Furthermore, the homeschool family can ask pointed questions about controversies without being accused of being Cro-Magnons: “What are the weaknesses of arguments for and against evolution?” Or the more heinous, “Could it be that global warming isn’t a problem?” The scandal! It’s getting harder and harder to have divergent ideas about anything in our modern world of alleged diversity; except at home.

Usually, when someone uses the phrase arguments for and against evolution, he’s a creationist who wants to teach creationism. That’s simply because these “arguments against” are bunk. They are merely smoke used to cast doubt upon settled science that conflicts with a narrow interpretation of Scripture. Homeschooling, of course, gives the homeschooler the freedom to teach these bad arguments as if they were actually true. But I don’t really consider this an advantage.

Finally, Ed coughs up the crazy.

We like the fact that our children can start to learn the critical skills of rhetoric and argument, so that they aren’t one day ambushed by college professors who would happily bully away their deepest held beliefs.

Another advantage: the homeschooler is free to drill apologetics into their child’s head just in case she ever meets one of those evil, atheistic college professors. Did you know that those evil professors line up in front of the dorms to bully away the deeply held religious beliefs of new students as they arrive? it’s brutal, I tell you! Brutal!

Why is it that almost every time I see an opinion piece about homeschooling, it drifts off into fundie Bizarro world?

This might have something to do with it. 30% of homeschoolers cite religion as their primary motivation for homeschooling, and more than 70% cite religion as at least one of the reasons they homeschool.

I wonder if Ed’s merely one of the 70%, or one of the 30%…


For the record, I’m not actually opposed to homeschooling. I may not do it myself, or think that for most people it’s a very wise thing to do. I certainly do not think that anyone deserves a tax break for homeschooling. However, I think a parent has a right to educate their child as they see fit.

The more things change …

Thursday, February 15th, 2007

Here’s one writer’s take on the state of biology education in schools.

[N]ot one in a hundred graduates of our public schools could state any evidence showing whether vaccination is beneficial or harmful, or describe how malaria, diphtheria, or yellow fever are acquired, and how they may be prevented.

The pupils have spent much time in learning meaningless words, but when information is sought concerning the evidence that typhoid fever is caused by drinking polluted water they remain silent. A pupil is rarely found who can state clearly how the fact has been established that bacteria produce disease. In consequence very many do not yet believe that disease is preventable, and so pay little heed to the laws made by the state for the welfare of its people.

Y’all could probably guess the time frame by the style of writing and the particular diseases named.
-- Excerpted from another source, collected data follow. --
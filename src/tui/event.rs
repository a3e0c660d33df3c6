//! Keyboard handling: keys to pager commands, plus the search prompt.

use crossterm::event::{KeyCode, KeyEvent, KeyModifiers};

use crate::pager::{Command, Direction};

/// What a key press asks the front end to do.
#[derive(Debug, Clone, PartialEq, Eq)]
pub enum KeyAction {
    None,
    Command(Command),
    /// Page the message log.
    ShowLog,
}

/// A search pattern being typed.
#[derive(Debug, Clone, PartialEq, Eq)]
pub struct Prompt {
    pub direction: Direction,
    pub text: String,
}

impl Prompt {
    /// The prompt as drawn on the status line.
    pub fn label(&self) -> String {
        let sigil = match self.direction {
            Direction::Forward => '/',
            Direction::Backward => '?',
        };
        format!("{sigil}{}", self.text)
    }
}

/// Keyboard state of one pager session.
#[derive(Debug, Default)]
pub struct InputState {
    prompt: Option<Prompt>,
}

impl InputState {
    pub fn prompt(&self) -> Option<&Prompt> {
        self.prompt.as_ref()
    }

    /// Process a key press. While the prompt is open it captures all keys.
    pub fn handle_key(&mut self, key: KeyEvent) -> KeyAction {
        if self.prompt.is_some() {
            return self.handle_prompt_key(key);
        }
        match (key.modifiers, key.code) {
            (KeyModifiers::CONTROL, KeyCode::Char('c')) => KeyAction::Command(Command::Quit),
            (KeyModifiers::CONTROL, KeyCode::Char('l')) => KeyAction::Command(Command::Redraw),
            (KeyModifiers::CONTROL, KeyCode::Char('d')) => KeyAction::Command(Command::HalfDown),
            (KeyModifiers::CONTROL, KeyCode::Char('u')) => KeyAction::Command(Command::HalfUp),
            (KeyModifiers::CONTROL, KeyCode::Char('f')) => KeyAction::Command(Command::NextPage),
            (KeyModifiers::CONTROL, KeyCode::Char('b')) => KeyAction::Command(Command::PrevPage),
            (_, KeyCode::Char('/')) => self.open_prompt(Direction::Forward),
            (_, KeyCode::Char('?')) => self.open_prompt(Direction::Backward),
            (_, KeyCode::Char('M')) => KeyAction::ShowLog,
            (_, code) => map_key(code).map_or(KeyAction::None, KeyAction::Command),
        }
    }

    fn open_prompt(&mut self, direction: Direction) -> KeyAction {
        self.prompt = Some(Prompt {
            direction,
            text: String::new(),
        });
        KeyAction::None
    }

    fn handle_prompt_key(&mut self, key: KeyEvent) -> KeyAction {
        let Some(prompt) = self.prompt.as_mut() else {
            return KeyAction::None;
        };
        match key.code {
            KeyCode::Esc => self.prompt = None,
            KeyCode::Char('c') if key.modifiers.contains(KeyModifiers::CONTROL) => {
                self.prompt = None
            }
            KeyCode::Enter => {
                if let Some(prompt) = self.prompt.take() {
                    return KeyAction::Command(Command::Search {
                        pattern: prompt.text,
                        direction: prompt.direction,
                    });
                }
            }
            KeyCode::Backspace => {
                if prompt.text.pop().is_none() {
                    self.prompt = None;
                }
            }
            KeyCode::Char(c) => prompt.text.push(c),
            _ => {}
        }
        KeyAction::None
    }
}

/// Keys without modifiers.
fn map_key(code: KeyCode) -> Option<Command> {
    let command = match code {
        KeyCode::Char('q') | KeyCode::Char('i') | KeyCode::Esc => Command::Exit,
        KeyCode::Char('Q') => Command::Quit,
        KeyCode::Char(' ') | KeyCode::PageDown | KeyCode::Char('f') => Command::NextPage,
        KeyCode::Char('-') | KeyCode::PageUp | KeyCode::Char('b') => Command::PrevPage,
        KeyCode::Enter | KeyCode::Down | KeyCode::Char('j') => Command::NextLine,
        KeyCode::Backspace | KeyCode::Up | KeyCode::Char('k') => Command::PrevLine,
        KeyCode::Home | KeyCode::Char('g') | KeyCode::Char('^') => Command::Top,
        KeyCode::End | KeyCode::Char('G') | KeyCode::Char('$') => Command::Bottom,
        KeyCode::Char('d') => Command::HalfDown,
        KeyCode::Char('u') => Command::HalfUp,
        KeyCode::Char('n') => Command::SearchNext,
        KeyCode::Char('N') => Command::SearchOpposite,
        KeyCode::Char('\\') => Command::SearchToggle,
        KeyCode::Char('T') => Command::HideQuoted,
        KeyCode::Char('S') => Command::SkipQuoted,
        _ => return None,
    };
    Some(command)
}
The quote above was from Alvin Davison’s The Human Body and Health, written in 1908.

These days, I’d wager that closer to 99 in a hundred public school graduates do know that bacteria (and viruses) cause disease – and know that much disease is preventable.

The moral of the story? Whatever the state of our educational system, it’s never good enough for us. That’s no bad thing; we should strive to improve education. But – we need to keep things in perspective. Things are a lot better now than they were in the “good old days”!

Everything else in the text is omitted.